(RAW DATA begins)

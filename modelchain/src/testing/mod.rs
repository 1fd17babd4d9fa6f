//! Testing utilities for modelchain.
//!
//! This module provides:
//! - [`ScriptedBackend`], a deterministic stand-in for Ollama
//! - Event sinks for asserting on progress, re-exported from
//!   [`events`](crate::events)

mod backend;

pub use crate::events::CollectingEventSink;
pub use backend::{ScriptedBackend, ScriptedReply};
//! Utility functions for session ids and timestamps.

use chrono::{DateTime, Utc};
use uuid::Uuid;

/// Generates a fresh, caller-opaque session id (UUID v4).
#[must_use]
pub fn generate_session_id() -> String {
    Uuid::new_v4().to_string()
}

/// Formats a UTC timestamp as ISO 8601 with microsecond precision.
///
/// # Examples
///
/// ```
/// use modelchain::utils::iso_timestamp;
///
/// let ts = iso_timestamp(chrono::Utc::now());
/// assert!(ts.contains('T'));
/// assert!(ts.ends_with("+00:00"));
/// ```
#[must_use]
pub fn iso_timestamp(at: DateTime<Utc>) -> String {
    at.format("%Y-%m-%dT%H:%M:%S%.6f+00:00").to_string()
}
//! Progress events emitted while a chain runs.

use super::{ChainResult, StageResult, StageRole};
use serde::{Deserialize, Serialize};

/// A stage output as shown to clients.
#[derive(Debug, Clone, PartialEq, Eq, Serialize, Deserialize)]
pub struct StageSummary {
    /// The stage.
    pub stage: StageRole,
    /// The model that served it.
    pub model: String,
    /// The cleaned output.
    pub output: String,
}

/// A progress notification for one chain run.
///
/// Events for a session are emitted in order: `sessionAssigned`, then a
/// `stageStart`/`stageComplete` pair per stage, then exactly one of
/// `complete` or `error`. A cancelled chain simply stops emitting.
#[derive(Debug, Clone, PartialEq, Serialize, Deserialize)]
#[serde(tag = "type", rename_all = "camelCase", rename_all_fields = "camelCase")]
pub enum ChainEvent {
    /// The chain was accepted under this session id.
    SessionAssigned {
        /// The id to use for cancellation.
        session_id: String,
    },

    /// A stage is about to call its model.
    StageStart {
        /// The stage.
        stage: StageRole,
        /// The model serving it.
        model: String,
    },

    /// A stage finished and produced cleaned output.
    StageComplete {
        /// The stage.
        stage: StageRole,
        /// The model that served it.
        model: String,
        /// The cleaned output.
        output: String,
        /// Word count, reported for the final stage.
        #[serde(default, skip_serializing_if = "Option::is_none")]
        word_count: Option<usize>,
        /// The assessment, reported for the quality stage.
        #[serde(default, skip_serializing_if = "Option::is_none")]
        quality_check: Option<String>,
    },

    /// Every stage finished.
    Complete {
        /// The session id.
        session_id: String,
        /// The final article.
        final_output: String,
        /// Mandatory stage outputs in execution order.
        stages: Vec<StageSummary>,
        /// The quality assessment, if enabled.
        quality_check: Option<String>,
        /// Word count of the final article.
        word_count: usize,
    },

    /// The chain was aborted by a failure.
    Error {
        /// Human-readable description.
        message: String,
        /// The failing stage, if the failure belongs to one.
        #[serde(default, skip_serializing_if = "Option::is_none")]
        stage: Option<StageRole>,
    },
}

impl ChainEvent {
    /// Creates a `sessionAssigned` event.
    #[must_use]
    pub fn session_assigned(session_id: impl Into<String>) -> Self {
        Self::SessionAssigned {
            session_id: session_id.into(),
        }
    }

    /// Creates a `stageStart` event.
    #[must_use]
    pub fn stage_start(stage: StageRole, model: impl Into<String>) -> Self {
        Self::StageStart {
            stage,
            model: model.into(),
        }
    }

    /// Creates a `stageComplete` event from a stage result.
    #[must_use]
    pub fn stage_complete(result: &StageResult) -> Self {
        let word_count = (result.stage == StageRole::Final).then(|| result.word_count());
        let quality_check = result
            .stage
            .is_quality()
            .then(|| result.cleaned_text.clone());

        Self::StageComplete {
            stage: result.stage,
            model: result.model.clone(),
            output: result.cleaned_text.clone(),
            word_count,
            quality_check,
        }
    }

    /// Creates a `complete` event from the chain result.
    #[must_use]
    pub fn complete(result: &ChainResult) -> Self {
        Self::Complete {
            session_id: result.session_id.clone(),
            final_output: result.final_text.clone(),
            stages: result.summaries(),
            quality_check: result.quality_assessment.clone(),
            word_count: result.word_count,
        }
    }

    /// Creates an `error` event.
    #[must_use]
    pub fn error(message: impl Into<String>, stage: Option<StageRole>) -> Self {
        Self::Error {
            message: message.into(),
            stage,
        }
    }

    /// Returns the event name, matching the serialised `type` tag.
    #[must_use]
    pub fn name(&self) -> &'static str {
        match self {
            Self::SessionAssigned { .. } => "sessionAssigned",
            Self::StageStart { .. } => "stageStart",
            Self::StageComplete { .. } => "stageComplete",
            Self::Complete { .. } => "complete",
            Self::Error { .. } => "error",
        }
    }

    /// Returns the stage this event concerns, if any.
    #[must_use]
    pub fn stage(&self) -> Option<StageRole> {
        match self {
            Self::StageStart { stage, .. } | Self::StageComplete { stage, .. } => Some(*stage),
            Self::Error { stage, .. } => *stage,
            Self::SessionAssigned { .. } | Self::Complete { .. } => None,
        }
    }

    /// Returns true for `complete` and `error`.
    #[must_use]
    pub fn is_terminal(&self) -> bool {
        matches!(self, Self::Complete { .. } | Self::Error { .. })
    }
}
//! Request and wire types for the inference backend.

use crate::config::RuntimeOptions;
use crate::core::{GenerationParams, StageDefinition};
use serde::{Deserialize, Serialize};

/// Speaker of a chat message.
#[derive(Debug, Clone, Copy, PartialEq, Eq, Serialize, Deserialize)]
#[serde(rename_all = "lowercase")]
pub enum ChatRole {
    /// System instructions.
    System,
    /// The prompt.
    User,
    /// Model output.
    Assistant,
}

/// One chat turn.
#[derive(Debug, Clone, PartialEq, Eq, Serialize, Deserialize)]
pub struct ChatMessage {
    /// The speaker.
    pub role: ChatRole,
    /// The text.
    pub content: String,
}

impl ChatMessage {
    /// Creates a system message.
    #[must_use]
    pub fn system(content: impl Into<String>) -> Self {
        Self {
            role: ChatRole::System,
            content: content.into(),
        }
    }

    /// Creates a user message.
    #[must_use]
    pub fn user(content: impl Into<String>) -> Self {
        Self {
            role: ChatRole::User,
            content: content.into(),
        }
    }
}

/// Sampling and runtime options, serialised exactly as Ollama expects.
#[derive(Debug, Clone, Copy, PartialEq, Serialize, Deserialize)]
pub struct GenerateOptions {
    pub temperature: f32,
    pub top_p: f32,
    pub top_k: u32,
    pub num_predict: u32,
    #[serde(default, skip_serializing_if = "Option::is_none")]
    pub num_thread: Option<u32>,
    #[serde(default, skip_serializing_if = "Option::is_none")]
    pub num_ctx: Option<u32>,
    #[serde(default, skip_serializing_if = "Option::is_none")]
    pub num_batch: Option<u32>,
}

impl GenerateOptions {
    /// Combines stage sampling parameters with backend runtime options.
    #[must_use]
    pub fn new(params: &GenerationParams, runtime: &RuntimeOptions) -> Self {
        Self {
            temperature: params.temperature,
            top_p: params.top_p,
            top_k: params.top_k,
            num_predict: params.max_tokens,
            num_thread: runtime.num_thread,
            num_ctx: runtime.num_ctx,
            num_batch: runtime.num_batch,
        }
    }
}

/// A single generation request.
#[derive(Debug, Clone, PartialEq)]
pub struct GenerateRequest {
    /// The model identifier.
    pub model: String,
    /// System prompt followed by the user prompt.
    pub messages: Vec<ChatMessage>,
    /// Sampling and runtime options.
    pub options: GenerateOptions,
}

impl GenerateRequest {
    /// Builds the request for one stage invocation.
    #[must_use]
    pub fn for_stage(stage: &StageDefinition, prompt: &str, runtime: &RuntimeOptions) -> Self {
        Self {
            model: stage.model.clone(),
            messages: vec![
                ChatMessage::system(stage.system_prompt.clone()),
                ChatMessage::user(prompt),
            ],
            options: GenerateOptions::new(&stage.params, runtime),
        }
    }

    /// Returns the user prompt, if present.
    #[must_use]
    pub fn prompt(&self) -> Option<&str> {
        self.messages
            .iter()
            .rev()
            .find(|m| m.role == ChatRole::User)
            .map(|m| m.content.as_str())
    }
}

/// Body of `POST /api/chat`.
#[derive(Debug, Serialize)]
pub(crate) struct ChatRequestBody<'a> {
    pub model: &'a str,
    pub messages: &'a [ChatMessage],
    pub options: &'a GenerateOptions,
    pub stream: bool,
}

/// One `/api/chat` response object; streaming sends one per line.
#[derive(Debug, Default, Deserialize)]
pub(crate) struct ChatResponseBody {
    #[serde(default)]
    pub message: Option<ResponseMessage>,
    #[serde(default)]
    pub done: bool,
    #[serde(default)]
    pub error: Option<String>,
}

#[derive(Debug, Default, Deserialize)]
pub(crate) struct ResponseMessage {
    #[serde(default)]
    pub content: String,
}

impl ChatResponseBody {
    pub(crate) fn into_content(self) -> String {
        self.message.map(|m| m.content).unwrap_or_default()
    }
}

/// Body of `GET /api/tags`.
#[derive(Debug, Deserialize)]
pub(crate) struct TagsResponseBody {
    #[serde(default)]
    pub models: Vec<ModelTag>,
}

#[derive(Debug, Deserialize)]
pub(crate) struct ModelTag {
    pub name: String,
}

(RAW DATA ends)

For this exercise, return every line from the data that holds the string "reported".

        /// Word count, reported for the final stage.
        /// The assessment, reported for the quality stage.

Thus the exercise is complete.